The culmination of the two one-percent sales taxes and the State’s
6 percent sales tax is an 8 percent sales tax in Aiken County for all retail sales except for unprepared foods.

But state law also allows local governments to charge “hospitality” sales taxes on prepared foods, and these sales taxes are also slyly marketed as one-cent or penny taxes. The City of Aiken enacted a one percent hospitality tax in 2015, and the City of North Augusta’s hospitality tax dings diners at a 2 percent rate—a rate that tends to undermine any “penny tax” marketing by tax-hungry officials.

The accumulation of these sales taxes when purchasing a restaurant meal, grocery store or convenience store hot bar food, or even freshly cut fruit, reaches a level of 9-10 percent depending upon the hospitality tax rate. This taxation rate, which is never referred to as a “dime tax,” means people dining out in Aiken and North Augusta involuntarily tithe the government two-thirds as much as the standard fifteen percent voluntary tips to waitresses, waiters, bartenders, and other servers.

What If?

As a result of years of dependency on voter-approved, one-percent sales taxes for capital projects, local government officials tend to take the revenues for granted. Planning is already ongoing to compile a list of projects for the referendum, but the very act of making that list can have the effect of assuming the next referendum will pass and allow both essential and pet pork projects to be funded. For example, at a recent Aiken City Council meeting, city officials informed citizens concerned about the condition of the Smith-Hazel Recreation Center’s gym floor that funding to correct its subpar condition will be in the next CPST.

But whether viewed as a renewal of existing tax or new taxes, under current referendum plans Aiken County voters will be asked for the first time to essentially tax themselves at a 2 percent rate. The fact that the referendums will be on the Presidential election ballot, which attracts considerably more voters, might add more uncertainty to the vote.

What will happen if voters say no to one or both of the referendums, and choose instead to force local governments to adapt to fewer funds? So far, there is little evidence that elected officials or their administrators have considered that possibility.

FOOTNOTES

(1) Aiken County Capital Sales Tax Projects from 2000 to present can be viewed from this county webpage.

(2) These county-wide sales taxes are authorized by South Carolina law, which permits counties and municipalities to choose to either exempt or allow sales taxes to be collected for unprepared food purchases. Unprepared foods are defined as any food product that can be purchased with USDA food stamp program.
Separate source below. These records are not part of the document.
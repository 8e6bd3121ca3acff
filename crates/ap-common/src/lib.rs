//! Alerting provisioning shared value types.
//!
//! This crate provides foundational types shared across the provisioning
//! file model:
//! - Organization identifiers with the document defaulting rule
//! - Optional scalar wrappers that distinguish "absent" from "explicit zero"

pub mod id;
pub mod values;

pub use id::OrgId;
pub use values::OptionalInt64;
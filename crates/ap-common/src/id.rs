//! Tenant identity types.

use serde::{Deserialize, Serialize};
use std::fmt;

/// Organization ID scoping every provisioned alerting entity to a tenant.
///
/// In source documents the value 0 (or any negative value) means
/// "unspecified"; the normalized model only ever carries IDs of at least 1.
#[derive(Debug, Clone, Copy, PartialEq, Eq, Hash, PartialOrd, Ord, Serialize, Deserialize)]
#[serde(transparent)]
pub struct OrgId(pub i64);

impl OrgId {
    /// Organization used when a document leaves the org unspecified.
    pub const DEFAULT: OrgId = OrgId(1);

    /// Build an `OrgId` from a raw document value, applying the defaulting
    /// rule: anything below 1 reads as "unspecified" and maps to
    /// [`OrgId::DEFAULT`].
    pub fn from_raw(raw: i64) -> Self {
        if raw < 1 {
            OrgId::DEFAULT
        } else {
            OrgId(raw)
        }
    }
}

impl fmt::Display for OrgId {
    fn fmt(&self, f: &mut fmt::Formatter<'_>) -> fmt::Result {
        write!(f, "{}", self.0)
    }
}

/// Raw coercion without defaulting. Use [`OrgId::from_raw`] on paths where
/// the unspecified-means-1 rule applies.
impl From<i64> for OrgId {
    fn from(raw: i64) -> Self {
        OrgId(raw)
    }
}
Aiken County currently exempts unprepared foods, which is in line with the state sales tax system. Since 2007, the State of South Carolina has exempted unprepared foods from the state-wide sales tax through legislation that also reduced the state rate from seven percent to six percent.

(3) The 2014 APSD sales tax referendum was followed four years later by a bond referendum which passed by a margin of 59 to 41 percent. Unlike the sales tax referendum which was spread across the county, the bond was disproportionately benefitted North Augusta- with $ going to two new schools and two upgraded schools.